Toll increases that will take effect at 12:01 a.m. Sunday will be 12 percent for drivers paying cash and 2 percent for users of E-ZPass, the electronic collection system.
It is the fourth straight year in which cash customers are taking a bigger hit. The upshot: Cash tolls will be nearly 40 percent higher than E-ZPass rates.
Put another way, those who cling to cash rather than E-ZPass will pay roughly a dime more for every three miles traveled.
E-ZPass customers pay a $3 annual service fee and get a transponder to mount on the front windshield. Tolls are automatically deducted from a prepaid account. Turnpike officials want drivers to enroll because cash payments cost five to 10 times more to process, and because E-ZPass lanes can handle four times the traffic volume of a cash lane.
A trip in a passenger vehicle across the entire 359 miles of the turnpike's mainline will cost a cash payer $38 westbound and $43.90 eastbound. E-ZPass users will pay $27.24 westbound and $31.38 eastbound.
Heavy trucks will continue to pay more than passenger cars, based on a toll schedule that divides vehicles into nine weight classes. The cross-state cash toll for the heaviest trucks is more than $1,500.
Tolls also will rise on most of the other turnpike-operated highways.
As of last month, 71 percent of turnpike trips were paid with E-ZPass. With plans underway to convert to a cashless system, possibly as soon as 2018, "obviously the goal is to drive E-ZPass enrollment up into the 80s if possible," turnpike spokesman Bill Capone said.

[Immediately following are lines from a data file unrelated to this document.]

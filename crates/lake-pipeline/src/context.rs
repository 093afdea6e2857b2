use std::fmt;
use std::sync::Arc;

use futures::future::BoxFuture;
use lake_core::PipelineError;
use lake_storage::{RawDataStore, Store};
use tokio_util::sync::CancellationToken;
use tracing::{info_span, Span};
use uuid::Uuid;

use crate::extractor::ExtractFailurePolicy;

pub type SubTaskEntryPoint<D> =
    for<'a> fn(&'a SubTaskContext<D>) -> BoxFuture<'a, Result<(), PipelineError>>;

/// Static definition of one pipeline stage.
pub struct SubTaskMeta<D> {
    pub name: &'static str,
    pub entry_point: SubTaskEntryPoint<D>,
    pub enabled_by_default: bool,
    pub description: &'static str,
    pub depends_on: &'static [&'static str],
}

impl<D> Clone for SubTaskMeta<D> {
    fn clone(&self) -> Self {
        *self
    }
}

impl<D> Copy for SubTaskMeta<D> {}

impl<D> fmt::Debug for SubTaskMeta<D> {
    fn fmt(&self, f: &mut fmt::Formatter<'_>) -> fmt::Result {
        f.debug_struct("SubTaskMeta")
            .field("name", &self.name)
            .field("enabled_by_default", &self.enabled_by_default)
            .field("depends_on", &self.depends_on)
            .finish()
    }
}

/// State shared by every subtask of one plugin invocation.
pub struct TaskContext<D> {
    plugin: String,
    run_id: Uuid,
    options: serde_json::Value,
    params: String,
    store: Store,
    raw: RawDataStore,
    incremental: bool,
    extract_failure_policy: ExtractFailurePolicy,
    cancel: CancellationToken,
    data: D,
}

impl<D> TaskContext<D> {
    pub fn new(plugin: impl Into<String>, raw: RawDataStore, data: D) -> Self {
        Self {
            plugin: plugin.into(),
            run_id: Uuid::new_v4(),
            options: serde_json::Value::Null,
            params: String::new(),
            store: raw.store().clone(),
            raw,
            incremental: false,
            extract_failure_policy: ExtractFailurePolicy::default(),
            cancel: CancellationToken::new(),
            data,
        }
    }

    pub fn with_run_id(mut self, run_id: Uuid) -> Self {
        self.run_id = run_id;
        self
    }

    pub fn with_options(mut self, options: serde_json::Value, params: String) -> Self {
        self.options = options;
        self.params = params;
        self
    }

    pub fn with_incremental(mut self, incremental: bool) -> Self {
        self.incremental = incremental;
        self
    }

    pub fn with_failure_policy(mut self, policy: ExtractFailurePolicy) -> Self {
        self.extract_failure_policy = policy;
        self
    }

    pub fn with_cancellation(mut self, cancel: CancellationToken) -> Self {
        self.cancel = cancel;
        self
    }

    pub fn plugin(&self) -> &str {
        &self.plugin
    }

    pub fn run_id(&self) -> Uuid {
        self.run_id
    }

    pub fn cancellation(&self) -> &CancellationToken {
        &self.cancel
    }
}

/// What a subtask entry point sees.
pub struct SubTaskContext<D> {
    task: Arc<TaskContext<D>>,
    name: &'static str,
    span: Span,
}

impl<D> SubTaskContext<D> {
    pub fn new(task: Arc<TaskContext<D>>, name: &'static str) -> Self {
        let span = info_span!(
            "subtask",
            run_id = %task.run_id,
            plugin = %task.plugin,
            subtask = name
        );
        Self { task, name, span }
    }

    pub fn name(&self) -> &'static str {
        self.name
    }

    pub fn plugin(&self) -> &str {
        &self.task.plugin
    }

    pub fn run_id(&self) -> Uuid {
        self.task.run_id
    }

    pub fn options(&self) -> &serde_json::Value {
        &self.task.options
    }

    /// Canonical signature of the invocation options.
    pub fn params(&self) -> &str {
        &self.task.params
    }

    pub fn store(&self) -> &Store {
        &self.task.store
    }

    pub fn raw_store(&self) -> &RawDataStore {
        &self.task.raw
    }

    pub fn data(&self) -> &D {
        &self.task.data
    }

    pub fn incremental(&self) -> bool {
        self.task.incremental
    }

    pub fn extract_failure_policy(&self) -> ExtractFailurePolicy {
        self.task.extract_failure_policy
    }

    pub fn logger(&self) -> &Span {
        &self.span
    }

    pub fn cancellation(&self) -> &CancellationToken {
        &self.task.cancel
    }

    pub fn is_cancelled(&self) -> bool {
        self.task.cancel.is_cancelled()
    }

    pub fn checkpoint(&self) -> Result<(), PipelineError> {
        if self.is_cancelled() {
            Err(PipelineError::Cancelled)
        } else {
            Ok(())
        }
    }
}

The Turnpike Commission has raised tolls for six consecutive years, after raising them only five times in the toll road's first 69 years of operation. Tolls for cash customers have gone up 92 percent since 2008; E-ZPass tolls have climbed by 38 percent in that period.
The reason: Act 44, passed by the General Assembly in 2007, has required the turnpike to pay $450 million per year to the Pennsylvania Department of Transportation for non-turnpike uses.
Since the law's inception, the turnpike has paid $4.1 billion to PennDot, and is required to raise tolls sufficiently to cover the cost of borrowing that money.
The recently passed transportation funding bill provides the turnpike with long-term relief, cutting the annual payments to PennDot to $50 million starting in 2022. Act 44 had required the larger payments through 2057.